Data records Start Marker
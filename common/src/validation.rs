//! アップロードファイルの検証
//!
//! ブラウザ（またはCLI）が申告したMIMEタイプとサイズのみを見る。
//! 中身の判定はしないので、拡張子を偽ったファイルはパース時に失敗する。

use crate::error::ValidationError;
use std::path::Path;

/// .xlsx のMIMEタイプ
pub const XLSX_MIME: &str = "application/vnd.openxmlformats-officedocument.spreadsheetml.sheet";

/// .xls のMIMEタイプ
pub const XLS_MIME: &str = "application/vnd.ms-excel";

/// 受け付けるMIMEタイプ
pub const ALLOWED_TYPES: &[&str] = &[XLSX_MIME, XLS_MIME];

/// 上限サイズ（MB）
pub const MAX_SIZE_MB: u64 = 10;

/// 上限サイズ（バイト）。ちょうど上限は許可
pub const MAX_SIZE_BYTES: u64 = MAX_SIZE_MB * 1024 * 1024;

/// ファイルを検証
///
/// # Arguments
/// * `content_type` - 申告されたMIMEタイプ
/// * `size` - バイト数
///
/// # Returns
/// * `Ok(())` - 受付可
/// * `Err(ValidationError)` - 形式外、またはサイズ超過
pub fn validate_excel_file(content_type: &str, size: u64) -> Result<(), ValidationError> {
    if !ALLOWED_TYPES.contains(&content_type) {
        return Err(ValidationError::UnsupportedType);
    }

    if size > MAX_SIZE_BYTES {
        return Err(ValidationError::TooLarge { limit_mb: MAX_SIZE_MB });
    }

    Ok(())
}

/// ファイルサイズを表示用に整形（KB/MB、小数2桁）
pub fn format_file_size(size_in_bytes: u64) -> String {
    let kb = size_in_bytes as f64 / 1024.0;
    if kb < 1024.0 {
        format!("{:.2} KB", kb)
    } else {
        format!("{:.2} MB", kb / 1024.0)
    }
}

/// 拡張子からMIMEタイプを推定
///
/// CLIにはブラウザの申告がないため、拡張子で代用する。
/// 対象外の拡張子は `application/octet-stream` となり検証で弾かれる。
pub fn content_type_for_path(path: &Path) -> &'static str {
    let ext = path
        .extension()
        .map(|e| e.to_string_lossy().to_lowercase())
        .unwrap_or_default();

    match ext.as_str() {
        "xlsx" => XLSX_MIME,
        "xls" => XLS_MIME,
        _ => "application/octet-stream",
    }
}
use clap::Parser;
use indicatif::{ProgressBar, ProgressStyle};
use skv_compare_common::{check_health, format_file_size, parse_excel_response, Summary, DOWNLOAD_FILE_NAME};
use skv_tender_compare::{cli, client, compare, config, error, report, server};
use cli::{Cli, Commands};
use client::ReqwestTransport;
use compare::CompareOptions;
use config::Config;
use error::{CompareError, Result};
use std::path::PathBuf;
use std::sync::Arc;
use tracing_subscriber::{layer::SubscriberExt, util::SubscriberInitExt};

fn init_tracing(verbose: bool, serving: bool) {
    let fallback = if verbose {
        "skv_tender_compare=debug,skv_compare_common=debug,tower_http=debug"
    } else if serving {
        "skv_tender_compare=info,tower_http=info"
    } else {
        "warn"
    };

    tracing_subscriber::registry()
        .with(tracing_subscriber::EnvFilter::try_from_default_env().unwrap_or_else(|_| fallback.into()))
        .with(tracing_subscriber::fmt::layer().with_writer(std::io::stderr))
        .init();
}

fn progress_bar() -> ProgressBar {
    let bar = ProgressBar::new(100);
    let style = ProgressStyle::with_template("  [{bar:40.cyan/blue}] {pos:>3}% {msg}")
        .unwrap_or_else(|_| ProgressStyle::default_bar())
        .progress_chars("=> ");
    bar.set_style(style);
    bar
}

#[tokio::main]
async fn main() -> Result<()> {
    let cli = Cli::parse();
    init_tracing(cli.verbose, matches!(cli.command, Commands::Serve { .. }));
    let mut config = Config::load()?;

    match cli.command {
        Commands::Serve { bind } => {
            if let Some(bind) = bind {
                config.bind = bind;
            }
            println!("🔀 skv-compare - 比較プロキシ");
            println!("  待ち受け: http://{}", config.bind);
            println!("  転送先:   {}\n", config.backend_url);
            server::run(&config).await?;
        }

        Commands::Compare { skv, tender, output, url, health_url } => {
            println!("📊 skv-compare - 比較\n");

            // 1. ファイル読み込み
            println!("[1/3] ファイルを読み込み中...");
            let skv_file = compare::load_upload(&skv)?;
            let tender_file = compare::load_upload(&tender)?;
            println!("✔ SKV:  {} ({})", skv_file.name, format_file_size(skv_file.size));
            println!("✔ 入札: {} ({})\n", tender_file.name, format_file_size(tender_file.size));

            // 2. 比較実行
            let options = CompareOptions {
                url: url.unwrap_or(config.backend_url.clone()),
                health_url: health_url.unwrap_or(config.health_url.clone()),
                retry: config.retry_options(),
            };
            println!("[2/3] 比較中... ({})", options.url);
            let bar = progress_bar();
            let transport = ReqwestTransport::new();
            let outcome = compare::run_comparison(&transport, &options, skv_file, tender_file, |value| {
                bar.set_position(u64::from(value))
            })
            .await;
            match &outcome {
                Ok(_) => bar.finish_with_message("完了"),
                Err(_) => bar.abandon_with_message("失敗"),
            }
            let state = outcome?;
            let result = state
                .result()
                .ok_or_else(|| CompareError::Comparison("結果がありません".into()))?;
            if let Some(message) = state.success() {
                println!("✔ {}\n", message);
            }

            // 3. 保存
            println!("[3/3] 結果を保存中...");
            let output = output.unwrap_or_else(|| PathBuf::from(DOWNLOAD_FILE_NAME));
            std::fs::write(&output, &result.blob[..])?;
            println!("✔ 結果を保存: {}", output.display());
            println!("  {}", report::render_summary(&Summary::of(result)));

            println!("\n✅ 比較完了");
        }

        Commands::Preview { input, search, json } => {
            if !input.exists() {
                return Err(CompareError::FileNotFound(input.display().to_string()));
            }
            let blob: Arc<[u8]> = std::fs::read(&input)?.into();
            let result = parse_excel_response(blob);

            if json {
                println!("{}", serde_json::to_string_pretty(&result)?);
            } else {
                println!("📄 {}\n", input.display());
                println!("{}\n", report::render_summary(&Summary::of(&result)));
                print!("{}", report::render_tables(&result, search.as_deref()));
            }
        }

        Commands::Health { url } => {
            let url = url.unwrap_or(config.health_url.clone());
            let status = check_health(&ReqwestTransport::new(), &url).await;
            if status.is_healthy {
                println!("✅ バックエンド稼働中: {}", url);
            } else {
                let reason = status.error.unwrap_or_default();
                return Err(CompareError::Comparison(format!("バックエンド停止中: {} ({})", url, reason)));
            }
        }

        Commands::Config { set_backend_url, show } => {
            if let Some(url) = set_backend_url {
                config.set_backend_url(url)?;
                println!("✔ 比較APIのURLを保存しました");
            }

            if show {
                println!("設定ファイル: {}", Config::config_path()?.display());
                println!("{}", serde_json::to_string_pretty(&config)?);
            }
        }
    }

    Ok(())
}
Data records End Marker
■ Problem to solve ■
Would you copy the entire listing exactly, missing nothing?

■ Answer section ■
filename common/src/validation.rs
//! アップロードファイルの検証
//!
//! ブラウザ（またはCLI）が申告したMIMEタイプとサイズのみを見る。
//! 中身の判定はしないので、拡張子を偽ったファイルはパース時に失敗する。

use crate::error::ValidationError;
use std::path::Path;

/// .xlsx のMIMEタイプ
pub const XLSX_MIME: &str = "application/vnd.openxmlformats-officedocument.spreadsheetml.sheet";

/// .xls のMIMEタイプ
pub const XLS_MIME: &str = "application/vnd.ms-excel";

/// 受け付けるMIMEタイプ
pub const ALLOWED_TYPES: &[&str] = &[XLSX_MIME, XLS_MIME];

/// 上限サイズ（MB）
pub const MAX_SIZE_MB: u64 = 10;

/// 上限サイズ（バイト）。ちょうど上限は許可
pub const MAX_SIZE_BYTES: u64 = MAX_SIZE_MB * 1024 * 1024;

/// ファイルを検証
///
/// # Arguments
/// * `content_type` - 申告されたMIMEタイプ
/// * `size` - バイト数
///
/// # Returns
/// * `Ok(())` - 受付可
/// * `Err(ValidationError)` - 形式外、またはサイズ超過
pub fn validate_excel_file(content_type: &str, size: u64) -> Result<(), ValidationError> {
    if !ALLOWED_TYPES.contains(&content_type) {
        return Err(ValidationError::UnsupportedType);
    }

    if size > MAX_SIZE_BYTES {
        return Err(ValidationError::TooLarge { limit_mb: MAX_SIZE_MB });
    }

    Ok(())
}

/// ファイルサイズを表示用に整形（KB/MB、小数2桁）
pub fn format_file_size(size_in_bytes: u64) -> String {
    let kb = size_in_bytes as f64 / 1024.0;
    if kb < 1024.0 {
        format!("{:.2} KB", kb)
    } else {
        format!("{:.2} MB", kb / 1024.0)
    }
}

/// 拡張子からMIMEタイプを推定
///
/// CLIにはブラウザの申告がないため、拡張子で代用する。
/// 対象外の拡張子は `application/octet-stream` となり検証で弾かれる。
pub fn content_type_for_path(path: &Path) -> &'static str {
    let ext = path
        .extension()
        .map(|e| e.to_string_lossy().to_lowercase())
        .unwrap_or_default();

    match ext.as_str() {
        "xlsx" => XLSX_MIME,
        "xls" => XLS_MIME,
        _ => "application/octet-stream",
    }
}
use clap::Parser;
use indicatif::{ProgressBar, ProgressStyle};
use skv_compare_common::{check_health, format_file_size, parse_excel_response, Summary, DOWNLOAD_FILE_NAME};
use skv_tender_compare::{cli, client, compare, config, error, report, server};
use cli::{Cli, Commands};
use client::ReqwestTransport;
use compare::CompareOptions;
use config::Config;
use error::{CompareError, Result};
use std::path::PathBuf;
use std::sync::Arc;
use tracing_subscriber::{layer::SubscriberExt, util::SubscriberInitExt};

fn init_tracing(verbose: bool, serving: bool) {
    let fallback = if verbose {
        "skv_tender_compare=debug,skv_compare_common=debug,tower_http=debug"
    } else if serving {
        "skv_tender_compare=info,tower_http=info"
    } else {
        "warn"
    };

    tracing_subscriber::registry()
        .with(tracing_subscriber::EnvFilter::try_from_default_env().unwrap_or_else(|_| fallback.into()))
        .with(tracing_subscriber::fmt::layer().with_writer(std::io::stderr))
        .init();
}

fn progress_bar() -> ProgressBar {
    let bar = ProgressBar::new(100);
    let style = ProgressStyle::with_template("  [{bar:40.cyan/blue}] {pos:>3}% {msg}")
        .unwrap_or_else(|_| ProgressStyle::default_bar())
        .progress_chars("=> ");
    bar.set_style(style);
    bar
}

#[tokio::main]
async fn main() -> Result<()> {
    let cli = Cli::parse();
    init_tracing(cli.verbose, matches!(cli.command, Commands::Serve { .. }));
    let mut config = Config::load()?;

    match cli.command {
        Commands::Serve { bind } => {
            if let Some(bind) = bind {
                config.bind = bind;
            }
            println!("🔀 skv-compare - 比較プロキシ");
            println!("  待ち受け: http://{}", config.bind);
            println!("  転送先:   {}\n", config.backend_url);
            server::run(&config).await?;
        }

        Commands::Compare { skv, tender, output, url, health_url } => {
            println!("📊 skv-compare - 比較\n");

            // 1. ファイル読み込み
            println!("[1/3] ファイルを読み込み中...");
            let skv_file = compare::load_upload(&skv)?;
            let tender_file = compare::load_upload(&tender)?;
            println!("✔ SKV:  {} ({})", skv_file.name, format_file_size(skv_file.size));
            println!("✔ 入札: {} ({})\n", tender_file.name, format_file_size(tender_file.size));

            // 2. 比較実行
            let options = CompareOptions {
                url: url.unwrap_or(config.backend_url.clone()),
                health_url: health_url.unwrap_or(config.health_url.clone()),
                retry: config.retry_options(),
            };
            println!("[2/3] 比較中... ({})", options.url);
            let bar = progress_bar();
            let transport = ReqwestTransport::new();
            let outcome = compare::run_comparison(&transport, &options, skv_file, tender_file, |value| {
                bar.set_position(u64::from(value))
            })
            .await;
            match &outcome {
                Ok(_) => bar.finish_with_message("完了"),
                Err(_) => bar.abandon_with_message("失敗"),
            }
            let state = outcome?;
            let result = state
                .result()
                .ok_or_else(|| CompareError::Comparison("結果がありません".into()))?;
            if let Some(message) = state.success() {
                println!("✔ {}\n", message);
            }

            // 3. 保存
            println!("[3/3] 結果を保存中...");
            let output = output.unwrap_or_else(|| PathBuf::from(DOWNLOAD_FILE_NAME));
            std::fs::write(&output, &result.blob[..])?;
            println!("✔ 結果を保存: {}", output.display());
            println!("  {}", report::render_summary(&Summary::of(result)));

            println!("\n✅ 比較完了");
        }

        Commands::Preview { input, search, json } => {
            if !input.exists() {
                return Err(CompareError::FileNotFound(input.display().to_string()));
            }
            let blob: Arc<[u8]> = std::fs::read(&input)?.into();
            let result = parse_excel_response(blob);

            if json {
                println!("{}", serde_json::to_string_pretty(&result)?);
            } else {
                println!("📄 {}\n", input.display());
                println!("{}\n", report::render_summary(&Summary::of(&result)));
                print!("{}", report::render_tables(&result, search.as_deref()));
            }
        }

        Commands::Health { url } => {
            let url = url.unwrap_or(config.health_url.clone());
            let status = check_health(&ReqwestTransport::new(), &url).await;
            if status.is_healthy {
                println!("✅ バックエンド稼働中: {}", url);
            } else {
                let reason = status.error.unwrap_or_default();
                return Err(CompareError::Comparison(format!("バックエンド停止中: {} ({})", url, reason)));
            }
        }

        Commands::Config { set_backend_url, show } => {
            if let Some(url) = set_backend_url {
                config.set_backend_url(url)?;
                println!("✔ 比較APIのURLを保存しました");
            }

            if show {
                println!("設定ファイル: {}", Config::config_path()?.display());
                println!("{}", serde_json::to_string_pretty(&config)?);
            }
        }
    }

    Ok(())
}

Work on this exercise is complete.